Task – Exactly as given, repeat all of the entries.

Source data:
'''
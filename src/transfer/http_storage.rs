//! Upload stage backed by an HTTP storage account

use super::handle::{self, TransferProgress, TransferReporter};
use super::traits::StorageClient;
use super::TransferHandle;
use crate::config::StorageConfig;
use crate::error::{Error, Result, TransferError};
use async_trait::async_trait;
use futures::StreamExt;
use reqwest::header::CONTENT_LENGTH;
use serde::{Deserialize, Serialize};
use std::path::{Path, PathBuf};
use std::sync::{PoisonError, RwLock};
use std::time::Duration;
use tokio_util::io::ReaderStream;

/// Timeout for establishing connections to the storage service
const CONNECT_TIMEOUT_SECS: u64 = 30;

#[derive(Serialize)]
struct LoginRequest<'a> {
    email: &'a str,
    password: &'a str,
}

#[derive(Deserialize)]
struct LoginResponse {
    token: String,
}

/// Storage account reached over HTTP
///
/// `login` exchanges the account credentials for a bearer token; uploads
/// stream the local file as the request body and report byte progress per
/// chunk.
pub struct HttpStorageClient {
    client: reqwest::Client,
    endpoint: String,
    email: Option<String>,
    password: Option<String>,
    token: RwLock<Option<String>>,
}

impl HttpStorageClient {
    /// Create a client for the configured storage account
    ///
    /// # Errors
    /// Returns error if the HTTP client cannot be created
    pub fn new(config: &StorageConfig) -> Result<Self> {
        // Uploads of whole episodes can take a long time; only connecting is bounded.
        let client = reqwest::Client::builder()
            .connect_timeout(Duration::from_secs(CONNECT_TIMEOUT_SECS))
            .user_agent(concat!("episode-relay/", env!("CARGO_PKG_VERSION")))
            .build()?;

        Ok(Self {
            client,
            endpoint: config.endpoint.trim_end_matches('/').to_string(),
            email: config.email.clone(),
            password: config.password.clone(),
            token: RwLock::new(None),
        })
    }

    fn url(&self, path: &str) -> String {
        format!("{}/{}", self.endpoint, path)
    }

    fn file_url(&self, remote_name: &str) -> String {
        self.url(&format!("files/{}", urlencoding::encode(remote_name)))
    }
}

#[async_trait]
impl StorageClient for HttpStorageClient {
    async fn login(&self) -> Result<()> {
        let (Some(email), Some(password)) = (self.email.as_deref(), self.password.as_deref())
        else {
            return Err(Error::StorageInit(
                "STORAGE_EMAIL and STORAGE_PASSWORD must be set".to_string(),
            ));
        };

        let response = self
            .client
            .post(self.url("login"))
            .json(&LoginRequest { email, password })
            .send()
            .await
            .map_err(|e| Error::StorageInit(format!("login request failed: {}", e)))?;

        let status = response.status();
        if !status.is_success() {
            return Err(Error::StorageInit(format!(
                "storage login rejected with {}",
                status
            )));
        }

        let body: LoginResponse = response
            .json()
            .await
            .map_err(|e| Error::StorageInit(format!("invalid login response: {}", e)))?;

        *self.token.write().unwrap_or_else(PoisonError::into_inner) = Some(body.token);
        tracing::info!(endpoint = %self.endpoint, email, "logged into storage account");
        Ok(())
    }

    fn upload(&self, file: &Path, remote_name: &str) -> TransferHandle {
        let (handle, reporter) = handle::channel();
        let request = UploadRequest {
            client: self.client.clone(),
            url: self.file_url(remote_name),
            token: self
                .token
                .read()
                .unwrap_or_else(PoisonError::into_inner)
                .clone(),
            file: file.to_path_buf(),
        };

        tokio::spawn(async move {
            let outcome = request.run(&reporter).await;
            reporter.complete(outcome);
        });

        handle
    }

    fn name(&self) -> &'static str {
        "http-storage"
    }
}

struct UploadRequest {
    client: reqwest::Client,
    url: String,
    token: Option<String>,
    file: PathBuf,
}

impl UploadRequest {
    async fn run(self, reporter: &TransferReporter) -> std::result::Result<(), TransferError> {
        let token = self
            .token
            .ok_or_else(|| TransferError::Failed("storage account is not logged in".to_string()))?;

        let file = tokio::fs::File::open(&self.file).await?;
        let total = file.metadata().await?.len();
        let publisher = reporter.publisher();
        let mut sent = 0u64;
        let stream = ReaderStream::new(file).map(move |chunk| {
            if let Ok(bytes) = &chunk {
                sent += bytes.len() as u64;
                publisher.publish(TransferProgress::from_bytes(sent, total));
            }
            chunk
        });
        let body = reqwest::Body::wrap_stream(stream);

        tracing::debug!(url = %self.url, bytes = total, "starting upload");

        let send = self
            .client
            .put(&self.url)
            .bearer_auth(token)
            .header(CONTENT_LENGTH, total)
            .body(body)
            .send();

        let response = tokio::select! {
            biased;
            _ = reporter.aborted() => return Err(TransferError::Aborted),
            response = send => response
                .map_err(|e| TransferError::Failed(format!("upload request failed: {}", e)))?,
        };

        let status = response.status();
        if !status.is_success() {
            let text = response.text().await.unwrap_or_default();
            return Err(TransferError::Failed(format!(
                "storage rejected upload with {}: {}",
                status,
                text.trim()
            )));
        }
        Ok(())
    }
}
'''
Result –
filename src/transfer/http_storage.rs
//! Upload stage backed by an HTTP storage account

use super::handle::{self, TransferProgress, TransferReporter};
use super::traits::StorageClient;
use super::TransferHandle;
use crate::config::StorageConfig;
use crate::error::{Error, Result, TransferError};
use async_trait::async_trait;
use futures::StreamExt;
use reqwest::header::CONTENT_LENGTH;
use serde::{Deserialize, Serialize};
use std::path::{Path, PathBuf};
use std::sync::{PoisonError, RwLock};
use std::time::Duration;
use tokio_util::io::ReaderStream;

/// Timeout for establishing connections to the storage service
const CONNECT_TIMEOUT_SECS: u64 = 30;

#[derive(Serialize)]
struct LoginRequest<'a> {
    email: &'a str,
    password: &'a str,
}

#[derive(Deserialize)]
struct LoginResponse {
    token: String,
}

/// Storage account reached over HTTP
///
/// `login` exchanges the account credentials for a bearer token; uploads
/// stream the local file as the request body and report byte progress per
/// chunk.
pub struct HttpStorageClient {
    client: reqwest::Client,
    endpoint: String,
    email: Option<String>,
    password: Option<String>,
    token: RwLock<Option<String>>,
}

impl HttpStorageClient {
    /// Create a client for the configured storage account
    ///
    /// # Errors
    /// Returns error if the HTTP client cannot be created
    pub fn new(config: &StorageConfig) -> Result<Self> {
        // Uploads of whole episodes can take a long time; only connecting is bounded.
        let client = reqwest::Client::builder()
            .connect_timeout(Duration::from_secs(CONNECT_TIMEOUT_SECS))
            .user_agent(concat!("episode-relay/", env!("CARGO_PKG_VERSION")))
            .build()?;

        Ok(Self {
            client,
            endpoint: config.endpoint.trim_end_matches('/').to_string(),
            email: config.email.clone(),
            password: config.password.clone(),
            token: RwLock::new(None),
        })
    }

    fn url(&self, path: &str) -> String {
        format!("{}/{}", self.endpoint, path)
    }

    fn file_url(&self, remote_name: &str) -> String {
        self.url(&format!("files/{}", urlencoding::encode(remote_name)))
    }
}

#[async_trait]
impl StorageClient for HttpStorageClient {
    async fn login(&self) -> Result<()> {
        let (Some(email), Some(password)) = (self.email.as_deref(), self.password.as_deref())
        else {
            return Err(Error::StorageInit(
                "STORAGE_EMAIL and STORAGE_PASSWORD must be set".to_string(),
            ));
        };

        let response = self
            .client
            .post(self.url("login"))
            .json(&LoginRequest { email, password })
            .send()
            .await
            .map_err(|e| Error::StorageInit(format!("login request failed: {}", e)))?;

        let status = response.status();
        if !status.is_success() {
            return Err(Error::StorageInit(format!(
                "storage login rejected with {}",
                status
            )));
        }

        let body: LoginResponse = response
            .json()
            .await
            .map_err(|e| Error::StorageInit(format!("invalid login response: {}", e)))?;

        *self.token.write().unwrap_or_else(PoisonError::into_inner) = Some(body.token);
        tracing::info!(endpoint = %self.endpoint, email, "logged into storage account");
        Ok(())
    }

    fn upload(&self, file: &Path, remote_name: &str) -> TransferHandle {
        let (handle, reporter) = handle::channel();
        let request = UploadRequest {
            client: self.client.clone(),
            url: self.file_url(remote_name),
            token: self
                .token
                .read()
                .unwrap_or_else(PoisonError::into_inner)
                .clone(),
            file: file.to_path_buf(),
        };

        tokio::spawn(async move {
            let outcome = request.run(&reporter).await;
            reporter.complete(outcome);
        });

        handle
    }

    fn name(&self) -> &'static str {
        "http-storage"
    }
}

struct UploadRequest {
    client: reqwest::Client,
    url: String,
    token: Option<String>,
    file: PathBuf,
}

impl UploadRequest {
    async fn run(self, reporter: &TransferReporter) -> std::result::Result<(), TransferError> {
        let token = self
            .token
            .ok_or_else(|| TransferError::Failed("storage account is not logged in".to_string()))?;

        let file = tokio::fs::File::open(&self.file).await?;
        let total = file.metadata().await?.len();
        let publisher = reporter.publisher();
        let mut sent = 0u64;
        let stream = ReaderStream::new(file).map(move |chunk| {
            if let Ok(bytes) = &chunk {
                sent += bytes.len() as u64;
                publisher.publish(TransferProgress::from_bytes(sent, total));
            }
            chunk
        });
        let body = reqwest::Body::wrap_stream(stream);

        tracing::debug!(url = %self.url, bytes = total, "starting upload");

        let send = self
            .client
            .put(&self.url)
            .bearer_auth(token)
            .header(CONTENT_LENGTH, total)
            .body(body)
            .send();

        let response = tokio::select! {
            biased;
            _ = reporter.aborted() => return Err(TransferError::Aborted),
            response = send => response
                .map_err(|e| TransferError::Failed(format!("upload request failed: {}", e)))?,
        };

        let status = response.status();
        if !status.is_success() {
            let text = response.text().await.unwrap_or_default();
            return Err(TransferError::Failed(format!(
                "storage rejected upload with {}: {}",
                status,
                text.trim()
            )));
        }
        Ok(())
    }
}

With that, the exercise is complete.